Security researchers have discovered a zero-day vulnerability in video conferencing platform Zoom which can be used by cybercriminals to launch remote code execution (RCE) attacks.
The vulnerability was discovered as part of a contest, Pwn2Own, organized by cybersecurity firm Trend Micro’s Zero Day Initiative (ZDI), a program designed to reward security researchers for responsibly disclosing vulnerabilities.
The researchers from the Netherlands-based Computest won $200,000 for the discovery.
“Confirmed! The duo of Daan Keuper and Thijs Alkemade from Computest used a 3-bug chain to exploit #Zoom messenger with 0 clicks from the target. They win $200,000 and 20 points towards Master of Pwn. #Pwn2Own,” Zero Day Initiative tweeted on Thursday.
The competition included 23 separate entries, targeting 10 different products in the categories of web browsers, virtualisation, servers, local escalation of privilege, and enterprise communications.
The specific technical details of the vulnerability have not been made public as Zoom has not yet had time to patch the security issue, ZDNet reported.
In vulnerability disclosure programmes, it is a standard practice to offer vendors a 90-day window to fix a newly discovered security issue.
As noted by Malwarebytes, the attack works on the Windows and Mac versions of the Zoom software, but it does not affect the browser version.

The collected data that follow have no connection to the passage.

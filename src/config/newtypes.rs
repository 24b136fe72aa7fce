//! Validated newtype wrappers for configuration values.
//!
//! This module provides type-safe wrappers around string values that validate
//! their contents on construction. Invalid values are rejected with clear error messages.

use crate::error::ConfigError;
use serde::{de, Deserialize, Deserializer, Serialize, Serializer};
use std::fmt;

/// A validated GraphQL endpoint URL.
///
/// The URL must use the `http` or `https` scheme and name a host.
///
/// # Example
///
/// ```rust
/// use shop_api_client::Endpoint;
///
/// let url = Endpoint::new("https://api.example.com/graphql").unwrap();
/// assert_eq!(url.scheme(), "https");
/// assert_eq!(url.host_name(), "api.example.com");
/// ```
#[derive(Clone, Debug, PartialEq, Eq)]
pub struct Endpoint {
    url: String,
    scheme_end: usize,
    host_start: usize,
    host_end: usize,
}

impl Endpoint {
    /// Creates a new validated endpoint.
    ///
    /// # Errors
    ///
    /// Returns [`ConfigError::InvalidEndpoint`] if the URL is invalid.
    pub fn new(url: impl Into<String>) -> Result<Self, ConfigError> {
        let url = url.into().trim().to_string();
        let invalid = || ConfigError::InvalidEndpoint { url: url.clone() };

        let scheme_end = url.find("://").ok_or_else(invalid)?;
        let scheme = &url[..scheme_end];
        if !scheme.eq_ignore_ascii_case("http") && !scheme.eq_ignore_ascii_case("https") {
            return Err(invalid());
        }

        let host_start = scheme_end + 3;
        if host_start >= url.len() {
            return Err(invalid());
        }

        // Host ends at port, path, query, or end of string
        let remainder = &url[host_start..];
        let host_end = remainder
            .find([':', '/', '?', '#'])
            .map_or(url.len(), |i| host_start + i);

        if host_end == host_start || url[host_start..host_end].contains(char::is_whitespace) {
            return Err(invalid());
        }

        Ok(Self {
            url,
            scheme_end,
            host_start,
            host_end,
        })
    }

    /// Returns the URL scheme (e.g., "https").
    #[must_use]
    pub fn scheme(&self) -> &str {
        &self.url[..self.scheme_end]
    }

    /// Returns the host name portion of the URL.
    #[must_use]
    pub fn host_name(&self) -> &str {
        &self.url[self.host_start..self.host_end]
    }
}

impl AsRef<str> for Endpoint {
    fn as_ref(&self) -> &str {
        &self.url
    }
}

impl fmt::Display for Endpoint {
    fn fmt(&self, f: &mut fmt::Formatter<'_>) -> fmt::Result {
        f.write_str(&self.url)
    }
}

impl Serialize for Endpoint {
    fn serialize<S>(&self, serializer: S) -> Result<S::Ok, S::Error>
    where
        S: Serializer,
    {
        serializer.serialize_str(&self.url)
    }
}

impl<'de> Deserialize<'de> for Endpoint {
    fn deserialize<D>(deserializer: D) -> Result<Self, D::Error>
    where
        D: Deserializer<'de>,
    {
        let s = String::deserialize(deserializer)?;
        Self::new(s).map_err(de::Error::custom)
    }
}
use std::collections::HashMap;
use std::sync::{Mutex, PoisonError};

use async_trait::async_trait;

use super::{CredentialBackend, StorageError};
use crate::auth::StorageKey;

/// Process-local credential storage.
///
/// Values live as long as the backend; nothing touches the disk.
#[derive(Debug, Default)]
pub struct MemoryBackend {
    values: Mutex<HashMap<StorageKey, String>>,
}

impl MemoryBackend {
    /// Creates an empty backend.
    #[must_use]
    pub fn new() -> Self {
        Self::default()
    }

    fn values(&self) -> std::sync::MutexGuard<'_, HashMap<StorageKey, String>> {
        self.values.lock().unwrap_or_else(PoisonError::into_inner)
    }
}

#[async_trait]
impl CredentialBackend for MemoryBackend {
    fn name(&self) -> &'static str {
        "memory"
    }

    async fn read(&self, key: StorageKey) -> Result<Option<String>, StorageError> {
        Ok(self.values().get(&key).cloned())
    }

    async fn write(&self, key: StorageKey, value: &str) -> Result<(), StorageError> {
        self.values().insert(key, value.to_string());
        Ok(())
    }

    async fn delete(&self, key: StorageKey) -> Result<(), StorageError> {
        self.values().remove(&key);
        Ok(())
    }
}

It is not not clear whether the iOS- and Android-apps are vulnerable since Keuper and Alkemade did not look into those, according to the report.
While thanking the Computest researchers, Zoom, in a statement to Tom’s Guide, said the company was “working to mitigate this issue with respect to Zoom Chat, our group messaging product. In-session chat in Zoom Meetings and Zoom Video Webinars are not impacted by the issue”.